• TO DO:
Each line of the data below from the one holding "use crate::error::ProviderError;" to the one holding "#[async_trait]", inclusive, is to be reproduced exactly; no other line belongs in the answer.
▽
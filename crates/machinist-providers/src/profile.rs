use async_trait::async_trait;
use machinist_domain::{ObservedStatus, Profile};

use crate::error::ProviderError;
use crate::provider::ResourceProvider;

/// Profiles are configuration-only records; this provider validates them and
/// reports whether they are usable. It never touches the host (§4.4, §4.6).
#[derive(Debug, Default)]
pub struct ProfileProvider;

impl ProfileProvider {
    pub fn new() -> Self {
        ProfileProvider
    }
}

#[async_trait]
impl ResourceProvider for ProfileProvider {
    type Spec = Profile;

    async fn validate(&self, spec: &Profile) -> Result<bool, ProviderError> {
        Ok(spec.is_usable())
    }

    async fn status(&self, spec: &Profile) -> Result<ObservedStatus, ProviderError> {
        Ok(if spec.is_usable() {
            ObservedStatus::Present
        } else {
            ObservedStatus::Absent
        })
    }

    async fn present(&self, _spec: &Profile) -> Result<(), ProviderError> {
        Ok(())
    }

    async fn absent(&self, _spec: &Profile) -> Result<(), ProviderError> {
        Ok(())
    }
}
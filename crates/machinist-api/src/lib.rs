pub mod app;
pub mod auth;
pub mod error;
pub mod handlers;
pub mod serve;
pub mod state;
pub mod ws;

pub use app::build_app;
pub use error::{ApiError, CommandResponse};
pub use state::AppState;
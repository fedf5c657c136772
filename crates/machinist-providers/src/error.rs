use thiserror::Error;

use machinist_driver::DriverError;

#[derive(Debug, Error)]
pub enum ProviderError {
    #[error(transparent)]
    Driver(#[from] DriverError),

    #[error("filesystem error at {path}: {source}")]
    Io {
        path: String,
        #[source]
        source: std::io::Error,
    },

    #[error("unbound template placeholder: {0}")]
    UnboundPlaceholder(String),

    #[error("spec validation failed: {0}")]
    Invalid(String),
}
△
• RESULT:
use crate::error::ProviderError;
use crate::provider::ResourceProvider;

/// Profiles are configuration-only records; this provider validates them and
/// reports whether they are usable. It never touches the host (§4.4, §4.6).
#[derive(Debug, Default)]
pub struct ProfileProvider;

impl ProfileProvider {
    pub fn new() -> Self {
        ProfileProvider
    }
}

#[async_trait]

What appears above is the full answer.